EXERCISE BRIEF:
For the records below, report how many lines include "Using", with no accompanying text.

DATA FOR PROCESSING:
►

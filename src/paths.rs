//! Path resolution for ferry
//!
//! # Environment Variables
//!
//! - `FERRY_CONFIG_DIR` - Override config directory
//! - `FERRY_STATE_DIR` - Override state directory (runs, journals, reports)
//!
//! # Path Resolution Priority
//!
//! For config_dir():
//! 1. `FERRY_CONFIG_DIR` environment variable
//! 2. `XDG_CONFIG_HOME/ferry` (if set)
//! 3. Platform default:
//!    - Windows: `%APPDATA%\ferry`
//!    - macOS/Linux: `~/.config/ferry`
//!
//! For state_dir():
//! 1. `FERRY_STATE_DIR` environment variable
//! 2. `XDG_STATE_HOME/ferry` (if set)
//! 3. Platform default:
//!    - Windows: `%LOCALAPPDATA%\ferry`
//!    - macOS/Linux: `~/.local/state/ferry`

use anyhow::{Context, Result};
use std::borrow::Cow;
use std::path::PathBuf;

/// Environment variable for config directory override
pub const ENV_CONFIG_DIR: &str = "FERRY_CONFIG_DIR";

/// Environment variable for state directory override
pub const ENV_STATE_DIR: &str = "FERRY_STATE_DIR";

const APP: &str = "ferry";

/// Get the ferry config directory path
pub fn config_dir() -> Result<PathBuf> {
    if let Ok(dir) = std::env::var(ENV_CONFIG_DIR) {
        let path = expand(&dir);
        log::debug!(
            "Using config dir from {}: {}",
            ENV_CONFIG_DIR,
            path.display()
        );
        return Ok(path);
    }

    if let Ok(xdg_config) = std::env::var("XDG_CONFIG_HOME") {
        let path = PathBuf::from(xdg_config).join(APP);
        log::debug!("Using XDG_CONFIG_HOME: {}", path.display());
        return Ok(path);
    }

    #[cfg(windows)]
    {
        if let Some(app_data) = dirs::config_dir() {
            let path = app_data.join(APP);
            log::debug!("Using Windows config dir: {}", path.display());
            return Ok(path);
        }
    }

    let home = dirs::home_dir().context("Could not determine home directory")?;
    let path = home.join(".config").join(APP);
    log::debug!("Using default config dir: {}", path.display());
    Ok(path)
}

/// Get the ferry state directory path
pub fn state_dir() -> Result<PathBuf> {
    if let Ok(dir) = std::env::var(ENV_STATE_DIR) {
        let path = expand(&dir);
        log::debug!("Using state dir from {}: {}", ENV_STATE_DIR, path.display());
        return Ok(path);
    }

    if let Ok(xdg_state) = std::env::var("XDG_STATE_HOME") {
        let path = PathBuf::from(xdg_state).join(APP);
        log::debug!("Using XDG_STATE_HOME: {}", path.display());
        return Ok(path);
    }

    #[cfg(windows)]
    {
        if let Some(local_app_data) = dirs::data_local_dir() {
            let path = local_app_data.join(APP);
            log::debug!("Using Windows state dir: {}", path.display());
            return Ok(path);
        }
    }

    let home = dirs::home_dir().context("Could not determine home directory")?;
    let path = home.join(".local").join("state").join(APP);
    log::debug!("Using default state dir: {}", path.display());
    Ok(path)
}

/// Directory holding one subdirectory per run.
///
/// `override_dir` comes from `[paths] runs_dir` in the config file.
pub fn runs_dir(override_dir: Option<&str>) -> Result<PathBuf> {
    match override_dir {
        Some(dir) => Ok(expand(dir)),
        None => Ok(state_dir()?.join("runs")),
    }
}

/// Expand ~ and environment variables in a path string.
///
/// # Examples
///
/// ```ignore
/// let plans = paths::expand("~/migrations/plans");
/// let runs = paths::expand("$FERRY_STATE_DIR/runs");
/// ```
pub fn expand(path: &str) -> PathBuf {
    let expanded = shellexpand::full(path).unwrap_or(Cow::Borrowed(path));
    PathBuf::from(expanded.as_ref())
}

// ============================================================================
// Tests
// ============================================================================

◄

ANSWER TO THIS PROBLEM:
8